After last season’s unabashed celebration of black womanhood, Zendaya and Hilfiger wanted to keep the momentum going. The late ’70s and early ’80s remained the key references, but they changed tack on the time of day. Where Spring was filled with disco references and sparkle, Fall’s offerings skewed towards daytime. Modernized versions of the leisure suit, wide-leg pants, and Carter-era wardrobe staples featured prominently. Pam Grier’s blaxploitation wardrobe of leather pants, long scarves, and décolletage baring shirts served as an inspiration, but so did forces closer to home. “My grandmother has a lot of these clothes. Many of the looks were taken directly from her life,” said Zendaya. “I’m looking to the effortless chic of that time period; this is my fantasy of that era.”
Hilfiger was clearly in his element revisiting a decade he’s intimately familiar with. After all, his fashion career began in ’71 when he started his first store, planting the seeds for what would eventually become a billion-dollar brand. Zendaya’s perspective on the period is viewed through a Gen Z lens, but Hilfiger lived through it all. “When Zendaya said she wanted to do the ’70s I had chills because that’s my era,” he said. “I know the shapes, I know the fabrics, and I know the look so well, but we’ve modernized it and made it relevant for right now.”
The revisions were most evident in the menswear—Alton Mason danced across the runway in a python suit fit for a modern dandy—and the eclecticism Law Roach worked into the styling. A silent partner within the collaboration, his outré perspective was all over the collection.
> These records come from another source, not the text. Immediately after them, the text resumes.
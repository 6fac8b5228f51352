use serde::Serialize;
use std::fmt;

use hldflow_stage_api::{CriticalityLookup, ErrorEntry, PipelineState, StageStatus};
use hldflow_utils::exit_codes::ExitCode;
use hldflow_utils::types::StrategyKind;

use crate::registry::StageRegistry;

/// Run-level verdict derived from a terminal state.
#[derive(Debug, Clone, PartialEq, Eq, Serialize)]
#[serde(tag = "outcome", rename_all = "snake_case")]
pub enum RunOutcome {
    /// Every stage completed.
    Succeeded,
    /// No critical failure, but some stage did not complete.
    Degraded,
    /// A critical stage failed.
    Aborted { stage: String },
}

impl RunOutcome {
    #[must_use]
    pub fn exit_code(&self) -> ExitCode {
        match self {
            Self::Succeeded => ExitCode::SUCCESS,
            Self::Degraded => ExitCode::DEGRADED,
            Self::Aborted { .. } => ExitCode::ABORTED,
        }
    }
}

impl fmt::Display for RunOutcome {
    fn fmt(&self, f: &mut fmt::Formatter<'_>) -> fmt::Result {
        match self {
            Self::Succeeded => write!(f, "succeeded"),
            Self::Degraded => write!(f, "degraded"),
            Self::Aborted { stage } => write!(f, "aborted at {stage}"),
        }
    }
}

#[derive(Debug, Clone, PartialEq, Eq, Serialize)]
pub struct StageRow {
    pub name: String,
    pub status: StageStatus,
    pub critical: bool,
    #[serde(skip_serializing_if = "Option::is_none")]
    pub duration_ms: Option<u64>,
    #[serde(skip_serializing_if = "Option::is_none")]
    pub message: Option<String>,
}

/// Summary of a state for display and exit-code selection.
#[derive(Debug, Clone, PartialEq, Eq, Serialize)]
pub struct RunReport {
    pub identity: String,
    #[serde(skip_serializing_if = "Option::is_none")]
    pub strategy: Option<StrategyKind>,
    #[serde(flatten)]
    pub outcome: RunOutcome,
    pub stages: Vec<StageRow>,
    pub completed: usize,
    pub failed: usize,
    pub skipped: usize,
    pub pending: usize,
    pub errors: Vec<ErrorEntry>,
    pub warnings: Vec<String>,
    #[serde(skip_serializing_if = "Option::is_none")]
    pub duration_ms: Option<i64>,
}

impl RunReport {
    /// Rows follow registration order; stages in the state but not in the
    /// registry are appended after them.
    #[must_use]
    pub fn from_state(state: &PipelineState, registry: &StageRegistry) -> Self {
        let mut names: Vec<&str> = registry.names();
        for name in state.stage_statuses().keys() {
            if !registry.contains(name) {
                names.push(name.as_str());
            }
        }

        let stages: Vec<StageRow> = names
            .into_iter()
            .filter_map(|name| {
                let status = state.status(name)?;
                let detail = state.stage_detail(name);
                Some(StageRow {
                    name: name.to_string(),
                    status,
                    critical: CriticalityLookup::is_critical(registry, name),
                    duration_ms: detail.and_then(|d| d.duration_ms),
                    message: detail
                        .filter(|_| matches!(status, StageStatus::Failed | StageStatus::Skipped))
                        .map(|d| d.message.clone()),
                })
            })
            .collect();

        let count = |wanted: StageStatus| stages.iter().filter(|row| row.status == wanted).count();
        let completed = count(StageStatus::Completed);
        let failed = count(StageStatus::Failed);
        let skipped = count(StageStatus::Skipped);
        let pending = count(StageStatus::Pending) + count(StageStatus::Running);

        let outcome = match state.first_critical_failure(registry) {
            Some(stage) => RunOutcome::Aborted {
                stage: stage.to_string(),
            },
            None if completed == stages.len() => RunOutcome::Succeeded,
            None => RunOutcome::Degraded,
        };

        Self {
            identity: state.identity().to_string(),
            strategy: state.strategy(),
            outcome,
            stages,
            completed,
            failed,
            skipped,
            pending,
            errors: state.errors().to_vec(),
            warnings: state.warnings().to_vec(),
            duration_ms: state.duration().map(|d| d.num_milliseconds()),
        }
    }

    #[must_use]
    pub fn exit_code(&self) -> ExitCode {
        self.outcome.exit_code()
    }
}

#[cfg(test)]
mod tests {
    use super::*;
    use crate::stages::DryRunStage;
    use hldflow_stage_api::{RunOptions, StageDescriptor};
    use serde_json::json;

    fn registry() -> StageRegistry {
        let mut registry = StageRegistry::new();
        registry
            .register(DryRunStage::new(StageDescriptor::new("extract", "")))
            .unwrap();
        registry
            .register(DryRunStage::new(
                StageDescriptor::new("auth", "").non_critical().depends_on(["extract"]),
            ))
            .unwrap();
        registry
            .register(DryRunStage::new(
                StageDescriptor::new("domain", "").depends_on(["auth"]),
            ))
            .unwrap();
        registry
    }

    fn state(registry: &StageRegistry) -> PipelineState {
        let mut state = PipelineState::new("spec.pdf", RunOptions::default()).unwrap();
        state.initialize_stages(registry.names());
        state
    }

    fn settle(state: &mut PipelineState, stage: &str, ok: bool) {
        state.mark_running(stage).unwrap();
        if ok {
            state.mark_completed(stage, json!({})).unwrap();
        } else {
            state.mark_failed(stage, format!("{stage} broke")).unwrap();
        }
    }

    #[test]
    fn test_all_completed_succeeds() {
        let registry = registry();
        let mut state = state(&registry);
        for stage in ["extract", "auth", "domain"] {
            settle(&mut state, stage, true);
        }
        let report = RunReport::from_state(&state, &registry);
        assert_eq!(report.outcome, RunOutcome::Succeeded);
        assert_eq!(report.exit_code(), ExitCode::SUCCESS);
        assert_eq!(report.completed, 3);
    }

    #[test]
    fn test_non_critical_failure_degrades() {
        let registry = registry();
        let mut state = state(&registry);
        settle(&mut state, "extract", true);
        settle(&mut state, "auth", false);
        settle(&mut state, "domain", true);

        let report = RunReport::from_state(&state, &registry);
        assert_eq!(report.outcome, RunOutcome::Degraded);
        assert_eq!(report.exit_code(), ExitCode::DEGRADED);
        assert_eq!(report.failed, 1);
        assert_eq!(report.stages[1].message.as_deref(), Some("auth broke"));
        assert!(!report.stages[1].critical);
    }

    #[test]
    fn test_critical_failure_aborts() {
        let registry = registry();
        let mut state = state(&registry);
        settle(&mut state, "extract", false);

        let report = RunReport::from_state(&state, &registry);
        assert_eq!(
            report.outcome,
            RunOutcome::Aborted {
                stage: "extract".to_string()
            }
        );
        assert_eq!(report.pending, 2);
        assert_eq!(report.exit_code(), ExitCode::ABORTED);
    }

    #[test]
    fn test_json_shape() {
        let registry = registry();
        let state = state(&registry);
        let value = serde_json::to_value(RunReport::from_state(&state, &registry)).unwrap();
        assert_eq!(value["outcome"], "degraded");
        assert_eq!(value["stages"][0]["status"], "pending");
        assert!(value.get("duration_ms").is_none());
    }
}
Of course, a Tommy show isn’t just about clothing. If last season Zendaya claimed her seat at the table, this time around she delivered unapologetically black joy. More than a home to music and comedy performances, the Apollo is known for its ultra-competitive amateur nights complete with audience participation. The Tommy experience channeled some of that energy but got creative with the presentation. Instead of hosting the main event in the theater, they took the show outside with a set of Harlem brownstones that gave the appearance of an ultra-chic city block complete with classic cars parked in the driveways. With singers crooning along to a soundtrack of cookout classics and models dancing as they strode through the space, it was a joyous celebration, one Hilfiger credits his multi-tasking muse with creating. “She came in with the vision,” he says. “It’s easy, I just listened to what she wanted to do and then we did it.”